§ Task requirements
Your response should be the complete set of records, reproduced exactly.

==== Study material ====

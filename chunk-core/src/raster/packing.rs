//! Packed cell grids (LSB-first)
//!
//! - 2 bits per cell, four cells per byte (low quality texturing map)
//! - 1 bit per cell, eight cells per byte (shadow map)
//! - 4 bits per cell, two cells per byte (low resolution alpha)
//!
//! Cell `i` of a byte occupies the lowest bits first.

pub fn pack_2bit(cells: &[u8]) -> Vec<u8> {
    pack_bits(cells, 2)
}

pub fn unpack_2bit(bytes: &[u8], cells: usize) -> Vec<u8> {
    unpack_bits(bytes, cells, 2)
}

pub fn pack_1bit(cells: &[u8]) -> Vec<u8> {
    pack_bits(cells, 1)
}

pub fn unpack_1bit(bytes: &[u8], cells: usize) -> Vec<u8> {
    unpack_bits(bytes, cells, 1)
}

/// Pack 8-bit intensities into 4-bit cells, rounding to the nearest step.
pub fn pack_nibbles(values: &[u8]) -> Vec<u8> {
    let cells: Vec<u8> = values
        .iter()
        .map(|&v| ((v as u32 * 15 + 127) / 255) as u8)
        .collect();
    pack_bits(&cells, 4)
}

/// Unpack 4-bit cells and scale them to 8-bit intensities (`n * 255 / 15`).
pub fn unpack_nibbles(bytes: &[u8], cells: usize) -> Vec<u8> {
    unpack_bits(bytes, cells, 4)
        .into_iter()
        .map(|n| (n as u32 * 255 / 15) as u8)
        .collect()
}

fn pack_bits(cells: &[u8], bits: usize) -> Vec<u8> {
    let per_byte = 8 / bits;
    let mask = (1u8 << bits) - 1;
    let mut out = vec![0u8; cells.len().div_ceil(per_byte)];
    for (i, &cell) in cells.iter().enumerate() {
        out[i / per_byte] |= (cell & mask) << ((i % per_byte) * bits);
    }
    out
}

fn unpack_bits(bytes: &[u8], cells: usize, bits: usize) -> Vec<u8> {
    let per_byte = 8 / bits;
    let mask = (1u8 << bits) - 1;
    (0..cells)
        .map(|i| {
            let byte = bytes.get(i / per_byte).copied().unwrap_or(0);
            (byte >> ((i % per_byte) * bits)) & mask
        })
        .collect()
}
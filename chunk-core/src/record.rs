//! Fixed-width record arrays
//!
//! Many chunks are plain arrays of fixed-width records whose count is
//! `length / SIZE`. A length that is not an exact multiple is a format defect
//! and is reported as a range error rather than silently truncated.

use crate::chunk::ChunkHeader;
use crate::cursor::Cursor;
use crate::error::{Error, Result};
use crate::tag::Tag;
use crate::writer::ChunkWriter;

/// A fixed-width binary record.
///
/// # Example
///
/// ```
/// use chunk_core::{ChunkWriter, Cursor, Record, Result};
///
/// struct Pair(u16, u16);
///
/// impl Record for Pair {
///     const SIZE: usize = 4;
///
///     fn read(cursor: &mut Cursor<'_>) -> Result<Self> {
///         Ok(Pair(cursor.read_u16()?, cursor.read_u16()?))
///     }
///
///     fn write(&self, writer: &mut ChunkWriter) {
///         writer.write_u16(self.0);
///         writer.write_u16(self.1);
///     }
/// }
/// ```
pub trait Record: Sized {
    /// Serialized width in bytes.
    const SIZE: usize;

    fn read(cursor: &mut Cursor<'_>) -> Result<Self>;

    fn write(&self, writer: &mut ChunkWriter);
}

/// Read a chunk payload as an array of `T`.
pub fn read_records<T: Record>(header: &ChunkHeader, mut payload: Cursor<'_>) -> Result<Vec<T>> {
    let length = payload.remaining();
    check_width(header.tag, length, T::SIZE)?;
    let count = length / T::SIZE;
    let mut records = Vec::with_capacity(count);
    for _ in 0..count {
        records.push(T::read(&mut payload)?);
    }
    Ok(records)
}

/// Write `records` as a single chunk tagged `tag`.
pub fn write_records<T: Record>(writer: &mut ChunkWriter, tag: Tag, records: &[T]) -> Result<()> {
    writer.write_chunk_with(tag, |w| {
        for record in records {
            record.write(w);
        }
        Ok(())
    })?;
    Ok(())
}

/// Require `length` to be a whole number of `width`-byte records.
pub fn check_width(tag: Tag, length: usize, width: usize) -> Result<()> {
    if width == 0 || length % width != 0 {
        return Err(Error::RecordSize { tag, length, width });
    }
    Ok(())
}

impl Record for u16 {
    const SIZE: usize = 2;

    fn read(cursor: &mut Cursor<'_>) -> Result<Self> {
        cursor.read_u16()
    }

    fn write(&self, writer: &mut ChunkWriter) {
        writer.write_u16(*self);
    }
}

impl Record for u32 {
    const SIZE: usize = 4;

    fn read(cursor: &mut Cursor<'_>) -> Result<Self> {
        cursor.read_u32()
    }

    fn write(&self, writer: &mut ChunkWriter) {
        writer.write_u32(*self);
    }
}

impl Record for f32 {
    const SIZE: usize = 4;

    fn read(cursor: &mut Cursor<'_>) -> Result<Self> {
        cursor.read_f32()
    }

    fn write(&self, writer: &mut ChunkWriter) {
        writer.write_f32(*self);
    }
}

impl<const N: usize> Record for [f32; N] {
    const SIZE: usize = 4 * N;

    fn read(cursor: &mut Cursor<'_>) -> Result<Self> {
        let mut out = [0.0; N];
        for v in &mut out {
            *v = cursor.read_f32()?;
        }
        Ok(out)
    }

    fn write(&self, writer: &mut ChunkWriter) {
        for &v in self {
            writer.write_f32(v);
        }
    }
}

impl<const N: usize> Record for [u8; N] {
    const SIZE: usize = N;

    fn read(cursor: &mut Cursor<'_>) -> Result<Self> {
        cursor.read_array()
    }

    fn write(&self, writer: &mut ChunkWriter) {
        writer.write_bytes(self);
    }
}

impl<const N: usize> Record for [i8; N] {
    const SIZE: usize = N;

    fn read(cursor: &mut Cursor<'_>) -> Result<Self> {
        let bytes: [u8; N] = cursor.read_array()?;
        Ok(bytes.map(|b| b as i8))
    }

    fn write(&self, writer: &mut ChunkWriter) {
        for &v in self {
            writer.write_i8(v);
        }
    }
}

====

§ Reply
filename chunk-core/src/raster/packing.rs
//! Packed cell grids (LSB-first)
//!
//! - 2 bits per cell, four cells per byte (low quality texturing map)
//! - 1 bit per cell, eight cells per byte (shadow map)
//! - 4 bits per cell, two cells per byte (low resolution alpha)
//!
//! Cell `i` of a byte occupies the lowest bits first.

pub fn pack_2bit(cells: &[u8]) -> Vec<u8> {
    pack_bits(cells, 2)
}

pub fn unpack_2bit(bytes: &[u8], cells: usize) -> Vec<u8> {
    unpack_bits(bytes, cells, 2)
}

pub fn pack_1bit(cells: &[u8]) -> Vec<u8> {
    pack_bits(cells, 1)
}

pub fn unpack_1bit(bytes: &[u8], cells: usize) -> Vec<u8> {
    unpack_bits(bytes, cells, 1)
}

/// Pack 8-bit intensities into 4-bit cells, rounding to the nearest step.
pub fn pack_nibbles(values: &[u8]) -> Vec<u8> {
    let cells: Vec<u8> = values
        .iter()
        .map(|&v| ((v as u32 * 15 + 127) / 255) as u8)
        .collect();
    pack_bits(&cells, 4)
}

/// Unpack 4-bit cells and scale them to 8-bit intensities (`n * 255 / 15`).
pub fn unpack_nibbles(bytes: &[u8], cells: usize) -> Vec<u8> {
    unpack_bits(bytes, cells, 4)
        .into_iter()
        .map(|n| (n as u32 * 255 / 15) as u8)
        .collect()
}

fn pack_bits(cells: &[u8], bits: usize) -> Vec<u8> {
    let per_byte = 8 / bits;
    let mask = (1u8 << bits) - 1;
    let mut out = vec![0u8; cells.len().div_ceil(per_byte)];
    for (i, &cell) in cells.iter().enumerate() {
        out[i / per_byte] |= (cell & mask) << ((i % per_byte) * bits);
    }
    out
}

fn unpack_bits(bytes: &[u8], cells: usize, bits: usize) -> Vec<u8> {
    let per_byte = 8 / bits;
    let mask = (1u8 << bits) - 1;
    (0..cells)
        .map(|i| {
            let byte = bytes.get(i / per_byte).copied().unwrap_or(0);
            (byte >> ((i % per_byte) * bits)) & mask
        })
        .collect()
}
filename chunk-core/src/record.rs
//! Fixed-width record arrays
//!
//! Many chunks are plain arrays of fixed-width records whose count is
//! `length / SIZE`. A length that is not an exact multiple is a format defect
//! and is reported as a range error rather than silently truncated.

use crate::chunk::ChunkHeader;
use crate::cursor::Cursor;
use crate::error::{Error, Result};
use crate::tag::Tag;
use crate::writer::ChunkWriter;

/// A fixed-width binary record.
///
/// # Example
///
/// ```
/// use chunk_core::{ChunkWriter, Cursor, Record, Result};
///
/// struct Pair(u16, u16);
///
/// impl Record for Pair {
///     const SIZE: usize = 4;
///
///     fn read(cursor: &mut Cursor<'_>) -> Result<Self> {
///         Ok(Pair(cursor.read_u16()?, cursor.read_u16()?))
///     }
///
///     fn write(&self, writer: &mut ChunkWriter) {
///         writer.write_u16(self.0);
///         writer.write_u16(self.1);
///     }
/// }
/// ```
pub trait Record: Sized {
    /// Serialized width in bytes.
    const SIZE: usize;

    fn read(cursor: &mut Cursor<'_>) -> Result<Self>;

    fn write(&self, writer: &mut ChunkWriter);
}

/// Read a chunk payload as an array of `T`.
pub fn read_records<T: Record>(header: &ChunkHeader, mut payload: Cursor<'_>) -> Result<Vec<T>> {
    let length = payload.remaining();
    check_width(header.tag, length, T::SIZE)?;
    let count = length / T::SIZE;
    let mut records = Vec::with_capacity(count);
    for _ in 0..count {
        records.push(T::read(&mut payload)?);
    }
    Ok(records)
}

/// Write `records` as a single chunk tagged `tag`.
pub fn write_records<T: Record>(writer: &mut ChunkWriter, tag: Tag, records: &[T]) -> Result<()> {
    writer.write_chunk_with(tag, |w| {
        for record in records {
            record.write(w);
        }
        Ok(())
    })?;
    Ok(())
}

/// Require `length` to be a whole number of `width`-byte records.
pub fn check_width(tag: Tag, length: usize, width: usize) -> Result<()> {
    if width == 0 || length % width != 0 {
        return Err(Error::RecordSize { tag, length, width });
    }
    Ok(())
}

impl Record for u16 {
    const SIZE: usize = 2;

    fn read(cursor: &mut Cursor<'_>) -> Result<Self> {
        cursor.read_u16()
    }

    fn write(&self, writer: &mut ChunkWriter) {
        writer.write_u16(*self);
    }
}

impl Record for u32 {
    const SIZE: usize = 4;

    fn read(cursor: &mut Cursor<'_>) -> Result<Self> {
        cursor.read_u32()
    }

    fn write(&self, writer: &mut ChunkWriter) {
        writer.write_u32(*self);
    }
}

impl Record for f32 {
    const SIZE: usize = 4;

    fn read(cursor: &mut Cursor<'_>) -> Result<Self> {
        cursor.read_f32()
    }

    fn write(&self, writer: &mut ChunkWriter) {
        writer.write_f32(*self);
    }
}

impl<const N: usize> Record for [f32; N] {
    const SIZE: usize = 4 * N;

    fn read(cursor: &mut Cursor<'_>) -> Result<Self> {
        let mut out = [0.0; N];
        for v in &mut out {
            *v = cursor.read_f32()?;
        }
        Ok(out)
    }

    fn write(&self, writer: &mut ChunkWriter) {
        for &v in self {
            writer.write_f32(v);
        }
    }
}

impl<const N: usize> Record for [u8; N] {
    const SIZE: usize = N;

    fn read(cursor: &mut Cursor<'_>) -> Result<Self> {
        cursor.read_array()
    }

    fn write(&self, writer: &mut ChunkWriter) {
        writer.write_bytes(self);
    }
}

impl<const N: usize> Record for [i8; N] {
    const SIZE: usize = N;

    fn read(cursor: &mut Cursor<'_>) -> Result<Self> {
        let bytes: [u8; N] = cursor.read_array()?;
        Ok(bytes.map(|b| b as i8))
    }

    fn write(&self, writer: &mut ChunkWriter) {
        for &v in self {
            writer.write_i8(v);
        }
    }
}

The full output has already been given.